It is not immediately clear what benefit might be gained from repressing pilus production during periods of high cell density. The expression of other virulence factors, including NetB, is upregulated by the Agr-like QS system, presumably to coordinate an effective attack on host tissues once a sufficient number of cells have accumulated (14). Several other Gram-positive pilus islets have been found to encode regulatory proteins that modulate their expression, though no TCSs have thus far been identified to the best of our knowledge. The S. pneumoniae PI-1 pilus islet encodes the RlrA regulator, which controls pilus production through a positive feedback loop, resulting in a biphasic expression pattern that produces populations expressing high or low numbers of pili (32, 33).
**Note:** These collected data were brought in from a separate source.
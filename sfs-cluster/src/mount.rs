//! Per-mount status and the failover/resync coordinator.
//!
//! One [`MountState`] exists per mounted filesystem instance and is shared
//! by reference between the transport, the lease code and the server role.
//!
//! Phases:
//! ```text
//! Normal ──► Failover ──► Resyncing ──► Normal
//!   │           │             │
//!   └───────────┴─────────────┴──► ServerDown ──(server responding)──► previous phase
//! ```
//!
//! While `FAILOVER` or `FROZEN` is set, client requests wait in
//! [`MountState::wait_for_failover`]. A `HARD_LOCK` outage alone does not
//! hold them. Clearing the flags wakes every waiter at once. On the server
//! side `FROZEN` marks a node handing off the server role; it drops
//! everything it receives until it takes the role again.

use sfs_core::{MountStatus, NO_SERVER, Result, ShareError};
use std::fmt;
use std::sync::atomic::{AtomicU32, Ordering};
use tokio::sync::watch;
use tokio::time::{Instant, timeout_at};
use tracing::{info, warn};

/// Flags that only a completed failover clears.
const FAILOVER_FLAGS: MountStatus = MountStatus::FAILOVER.union(MountStatus::FROZEN);

#[derive(Debug, Clone, Copy, PartialEq, Eq)]
pub enum FailoverPhase {
    Normal,
    Failover,
    Resyncing,
    ServerDown,
}

impl fmt::Display for FailoverPhase {
    fn fmt(&self, f: &mut fmt::Formatter<'_>) -> fmt::Result {
        match self {
            Self::Normal => write!(f, "NORMAL"),
            Self::Failover => write!(f, "FAILOVER"),
            Self::Resyncing => write!(f, "RESYNCING"),
            Self::ServerDown => write!(f, "SERVER_DOWN"),
        }
    }
}

pub struct MountState {
    fs_name: String,
    status: watch::Sender<MountStatus>,
    server_ord: AtomicU32,
    client_ord: AtomicU32,
    fsid: AtomicU32,
    fs_generation: AtomicU32,
}

impl MountState {
    #[must_use]
    pub fn new(fs_name: impl Into<String>) -> Self {
        let (status, _) = watch::channel(MountStatus::EMPTY);
        Self {
            fs_name: fs_name.into(),
            status,
            server_ord: AtomicU32::new(NO_SERVER),
            client_ord: AtomicU32::new(0),
            fsid: AtomicU32::new(0),
            fs_generation: AtomicU32::new(0),
        }
    }

    #[inline]
    #[must_use]
    pub fn fs_name(&self) -> &str {
        &self.fs_name
    }

    #[must_use]
    pub fn status(&self) -> MountStatus {
        *self.status.borrow()
    }

    #[must_use]
    pub fn phase(&self) -> FailoverPhase {
        let status = self.status();
        if status.contains(MountStatus::SERVER_DOWN) {
            FailoverPhase::ServerDown
        } else if status.contains(MountStatus::FAILOVER) {
            FailoverPhase::Failover
        } else if status.contains(MountStatus::RESYNCING) {
            FailoverPhase::Resyncing
        } else {
            FailoverPhase::Normal
        }
    }

    fn update(&self, set: MountStatus, clear: MountStatus) -> MountStatus {
        let mut after = MountStatus::EMPTY;
        self.status.send_modify(|status| {
            status.remove(clear);
            status.insert(set);
            after = *status;
        });
        after
    }

    pub fn set_mounted(&self) {
        self.update(MountStatus::MOUNTED, MountStatus::EMPTY);
    }

    #[must_use]
    pub fn is_mounted(&self) -> bool {
        self.status().contains(MountStatus::MOUNTED)
    }

    /// Take or give up the server role for this filesystem.
    pub fn set_server(&self, server: bool) {
        if server {
            self.update(MountStatus::SERVER, MountStatus::EMPTY);
        } else {
            self.update(MountStatus::EMPTY, MountStatus::SERVER);
        }
    }

    #[must_use]
    pub fn is_server(&self) -> bool {
        self.status().contains(MountStatus::SERVER)
    }

    /// Frozen for failover, as opposed to a plain server outage.
    #[must_use]
    pub fn in_failover(&self) -> bool {
        self.status().intersects(FAILOVER_FLAGS)
    }

    #[must_use]
    pub fn is_resyncing(&self) -> bool {
        self.status().contains(MountStatus::RESYNCING)
    }

    // -------------------------------------------------------------------------
    // Transitions
    // -------------------------------------------------------------------------

    /// The server was lost or is being taken over.
    pub fn begin_failover(&self) {
        let status = self.update(MountStatus::FAILOVER, MountStatus::EMPTY);
        sfs_metrics::increment_failovers();
        warn!(target: "sfs::failover", fs = %self.fs_name, status = %status, "Failover started");
    }

    /// A new server is active; leases are being re-established.
    pub fn begin_resync(&self) {
        let status = self.update(
            MountStatus::RESYNCING,
            MountStatus::FAILOVER | MountStatus::FROZEN,
        );
        info!(target: "sfs::failover", fs = %self.fs_name, status = %status, "Resync started");
    }

    pub fn finish_resync(&self) {
        let status = self.update(MountStatus::EMPTY, MountStatus::RESYNCING);
        sfs_metrics::increment_resyncs();
        info!(target: "sfs::failover", fs = %self.fs_name, status = %status, "Resync complete");
    }

    /// Server-side hold: incoming messages are dropped until thawed.
    pub fn freeze(&self) {
        let status = self.update(MountStatus::FROZEN, MountStatus::EMPTY);
        info!(target: "sfs::failover", fs = %self.fs_name, status = %status, "Frozen");
    }

    pub fn thaw(&self) {
        if self.status().contains(MountStatus::FROZEN) {
            let status = self.update(MountStatus::EMPTY, MountStatus::FROZEN);
            info!(target: "sfs::failover", fs = %self.fs_name, status = %status, "Thawed");
        }
    }

    /// The server stopped answering. Ignored while a failover or resync is
    /// already in progress.
    pub fn server_down(&self) {
        if self
            .status()
            .intersects(MountStatus::FAILOVER | MountStatus::RESYNCING)
        {
            return;
        }
        let before = self.status();
        let status = self.update(
            MountStatus::SERVER_DOWN | MountStatus::HARD_LOCK,
            MountStatus::EMPTY,
        );
        if !before.contains(MountStatus::SERVER_DOWN) {
            warn!(target: "sfs::failover", fs = %self.fs_name, status = %status, phase = %self.phase(), "Server not responding");
        }
    }

    /// The server answered; clears the outage and wakes frozen waiters.
    pub fn server_responding(&self) {
        if !self
            .status()
            .intersects(MountStatus::SERVER_DOWN | MountStatus::HARD_LOCK)
        {
            return;
        }
        let status = self.update(
            MountStatus::EMPTY,
            MountStatus::SERVER_DOWN | MountStatus::HARD_LOCK,
        );
        info!(target: "sfs::failover", fs = %self.fs_name, status = %status, phase = %self.phase(), "Server responding");
    }

    /// Return once the failover freeze is lifted, ignoring a server outage.
    pub async fn wait_for_failover(&self, deadline: Instant) -> Result<()> {
        let mut rx = self.status.subscribe();
        match timeout_at(deadline, rx.wait_for(|s| !s.intersects(FAILOVER_FLAGS))).await {
            Ok(Ok(_)) => Ok(()),
            Ok(Err(_)) => Err(ShareError::Interrupted),
            Err(_) => Err(ShareError::Timeout("failover to complete")),
        }
    }

    // -------------------------------------------------------------------------
    // Identity
    // -------------------------------------------------------------------------

    #[must_use]
    pub fn server_ord(&self) -> u32 {
        self.server_ord.load(Ordering::Acquire)
    }

    pub fn set_server_ord(&self, ord: u32) {
        self.server_ord.store(ord, Ordering::Release);
    }

    #[must_use]
    pub fn client_ord(&self) -> u32 {
        self.client_ord.load(Ordering::Acquire)
    }

    pub fn set_client_ord(&self, ord: u32) {
        self.client_ord.store(ord, Ordering::Release);
    }

    #[must_use]
    pub fn fsid(&self) -> u32 {
        self.fsid.load(Ordering::Acquire)
    }

    pub fn set_fsid(&self, fsid: u32) {
        self.fsid.store(fsid, Ordering::Release);
    }

    #[must_use]
    pub fn fs_generation(&self) -> u32 {
        self.fs_generation.load(Ordering::Acquire)
    }

    pub fn set_fs_generation(&self, generation: u32) {
        self.fs_generation.store(generation, Ordering::Release);
    }

    /// Advance the filesystem generation; returns the new value.
    pub fn bump_fs_generation(&self) -> u32 {
        self.fs_generation.fetch_add(1, Ordering::AcqRel).wrapping_add(1)
    }
}

impl fmt::Debug for MountState {
    fn fmt(&self, f: &mut fmt::Formatter<'_>) -> fmt::Result {
        f.debug_struct("MountState")
            .field("fs_name", &self.fs_name)
            .field("status", &self.status())
            .field("server_ord", &self.server_ord())
            .field("client_ord", &self.client_ord())
            .finish()
    }
}

#[cfg(test)]
#[allow(clippy::unwrap_used)]
mod tests {
    use super::*;
    use std::sync::Arc;
    use std::time::Duration;

    #[test]
    fn test_phase_transitions() {
        let mount = MountState::new("sfs0");
        mount.set_mounted();
        assert_eq!(mount.phase(), FailoverPhase::Normal);
        mount.begin_failover();
        assert_eq!(mount.phase(), FailoverPhase::Failover);
        assert!(mount.in_failover());
        mount.begin_resync();
        assert_eq!(mount.phase(), FailoverPhase::Resyncing);
        assert!(!mount.in_failover());
        mount.finish_resync();
        assert_eq!(mount.phase(), FailoverPhase::Normal);
        assert!(mount.is_mounted());
    }

    #[test]
    fn test_server_down_ignored_during_failover() {
        let mount = MountState::new("sfs0");
        mount.begin_failover();
        mount.server_down();
        assert!(!mount.status().contains(MountStatus::SERVER_DOWN));
    }

    #[tokio::test(start_paused = true)]
    async fn test_resync_wakes_failover_waiters() {
        let mount = Arc::new(MountState::new("sfs0"));
        mount.begin_failover();

        let waiter = {
            let mount = Arc::clone(&mount);
            tokio::spawn(async move {
                mount
                    .wait_for_failover(Instant::now() + Duration::from_secs(60))
                    .await
            })
        };
        tokio::time::sleep(Duration::from_millis(10)).await;
        assert!(!waiter.is_finished());
        mount.begin_resync();
        assert!(waiter.await.unwrap().is_ok());
    }

    #[test]
    fn test_server_responding_ends_outage() {
        let mount = MountState::new("sfs0");
        mount.server_down();
        assert_eq!(mount.phase(), FailoverPhase::ServerDown);
        mount.server_responding();
        assert_eq!(mount.phase(), FailoverPhase::Normal);
        assert!(!mount.status().intersects(MountStatus::SERVER_DOWN | MountStatus::HARD_LOCK));
    }

    #[test]
    fn test_thaw_only_clears_frozen() {
        let mount = MountState::new("sfs0");
        mount.set_server(true);
        mount.freeze();
        assert!(mount.in_failover());
        mount.thaw();
        assert!(!mount.in_failover());
        assert!(mount.is_server());
    }

    #[tokio::test(start_paused = true)]
    async fn test_outage_is_not_a_failover() {
        let mount = MountState::new("sfs0");
        mount.server_down();
        assert!(mount.status().contains(MountStatus::HARD_LOCK));
        assert!(!mount.in_failover());
        mount
            .wait_for_failover(Instant::now() + Duration::from_secs(1))
            .await
            .unwrap();
    }

    #[tokio::test(start_paused = true)]
    async fn test_failover_wait_times_out() {
        let mount = MountState::new("sfs0");
        mount.begin_failover();
        let result = mount
            .wait_for_failover(Instant::now() + Duration::from_secs(5))
            .await;
        assert!(matches!(result, Err(ShareError::Timeout(_))));
    }

    #[test]
    fn test_fs_generation_bump() {
        let mount = MountState::new("sfs0");
        mount.set_fs_generation(4);
        assert_eq!(mount.bump_fs_generation(), 5);
        assert_eq!(mount.fs_generation(), 5);
    }
}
The PI-1 pilus was found to be preferentially expressed during early colonization stages, where adhesion is important, and reduced during later stages, presumably to evade the immune response induced against the pilus antigen (34). Similarly, the S. pyogenes FCT pilus-encoding region carries genes for two regulatory proteins, Nra/RofA and MsrR, which have contradictory effects on pilus expression, resulting in bistable expression (35, 36). In this case, the pilus is expressed at lower temperatures, corresponding to the environment of superficial skin infections, to mediate binding to keratinocytes (37). It is therefore possible that, similar to the biphasic expression of the PI-1 pilus, NE pilus production is downregulated during later stages of infection, when it is no longer required, in order to evade the induced immune response. Further studies are required to define the in vivo expression pattern of the NE pilus, both during various stages of infection and at different host sites.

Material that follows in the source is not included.